Goal of the exercise | Output the data word for word. Begin at its first line and end at the line with "pub const DEFAULT_ROUTING_TIMEOUT_MS: u64".

-- Opening Marker --

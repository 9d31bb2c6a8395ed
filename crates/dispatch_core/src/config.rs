//! Dispatch configuration.
//!
//! All tunables in one place, deserializable from a JSON config file.
//! Defaults match the production values the system was tuned for.

use serde::Deserialize;

/// Default absolute TTL for ephemeral position records (seconds).
pub const DEFAULT_POSITION_TTL_SECS: u64 = 300;

/// Default offer time-to-live (seconds).
pub const DEFAULT_OFFER_TTL_SECS: u64 = 15;

/// Default interval between location sync runs (seconds).
pub const DEFAULT_SYNC_INTERVAL_SECS: u64 = 300;

/// Default maximum ring distance for nearby-driver searches.
pub const DEFAULT_MAX_RINGS: u32 = 5;

/// Default routing provider timeout (milliseconds).
pub const DEFAULT_ROUTING_TIMEOUT_MS: u64 = 5_000;

/// Default per-call timeout for durable store operations (milliseconds).
pub const DEFAULT_STORE_TIMEOUT_MS: u64 = 2_000;

/// Assumed average city speed used for ETA fallback when routing fails.
pub const DEFAULT_ASSUMED_SPEED_KMH: f64 = 30.0;

/// Per-channel outbound queue depth; exceeding it closes the channel.
pub const DEFAULT_EGRESS_QUEUE_CAPACITY: usize = 64;

#[derive(Debug, Clone, Deserialize)]
#[serde(default, rename_all = "camelCase")]
pub struct DispatchConfig {
    /// H3 resolution for the spatial index. The codec is compiled for
    /// resolution 9; startup fails on a mismatch rather than silently
    /// indexing at the wrong granularity.
    pub cell_resolution: u8,
    pub position_ttl_seconds: u64,
    pub offer_ttl_seconds: u64,
    pub sync_interval_seconds: u64,
    pub max_rings: u32,
    pub min_candidates: usize,
    pub routing_timeout_ms: u64,
    pub store_timeout_ms: u64,
    pub assumed_speed_kmh: f64,
    pub egress_queue_capacity: usize,
    pub access_token_secret: String,
    pub refresh_token_secret: String,
    pub durable_store_dsn: String,
    pub ephemeral_store_dsn: String,
    /// OSRM-compatible routing endpoint; empty disables HTTP routing and
    /// every ETA falls back to the haversine heuristic.
    pub routing_endpoint: String,
}

impl Default for DispatchConfig {
    fn default() -> Self {
        Self {
            cell_resolution: 9,
            position_ttl_seconds: DEFAULT_POSITION_TTL_SECS,
            offer_ttl_seconds: DEFAULT_OFFER_TTL_SECS,
            sync_interval_seconds: DEFAULT_SYNC_INTERVAL_SECS,
            max_rings: DEFAULT_MAX_RINGS,
            min_candidates: 1,
            routing_timeout_ms: DEFAULT_ROUTING_TIMEOUT_MS,
            store_timeout_ms: DEFAULT_STORE_TIMEOUT_MS,
            assumed_speed_kmh: DEFAULT_ASSUMED_SPEED_KMH,
            egress_queue_capacity: DEFAULT_EGRESS_QUEUE_CAPACITY,
            access_token_secret: String::new(),
            refresh_token_secret: String::new(),
            durable_store_dsn: String::new(),
            ephemeral_store_dsn: String::new(),
            routing_endpoint: String::new(),
        }
    }
}

impl DispatchConfig {
    pub fn position_ttl_ms(&self) -> u64 {
        self.position_ttl_seconds * 1_000
    }

    pub fn offer_ttl_ms(&self) -> u64 {
        self.offer_ttl_seconds * 1_000
    }
}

-- Closing Marker --

Output |
repository 9d31bb2c6a8395ed
filename crates/dispatch_core/src/config.rs
//! Dispatch configuration.
//!
//! All tunables in one place, deserializable from a JSON config file.
//! Defaults match the production values the system was tuned for.

use serde::Deserialize;

/// Default absolute TTL for ephemeral position records (seconds).
pub const DEFAULT_POSITION_TTL_SECS: u64 = 300;

/// Default offer time-to-live (seconds).
pub const DEFAULT_OFFER_TTL_SECS: u64 = 15;

/// Default interval between location sync runs (seconds).
pub const DEFAULT_SYNC_INTERVAL_SECS: u64 = 300;

/// Default maximum ring distance for nearby-driver searches.
pub const DEFAULT_MAX_RINGS: u32 = 5;

/// Default routing provider timeout (milliseconds).
pub const DEFAULT_ROUTING_TIMEOUT_MS: u64 = 5_000;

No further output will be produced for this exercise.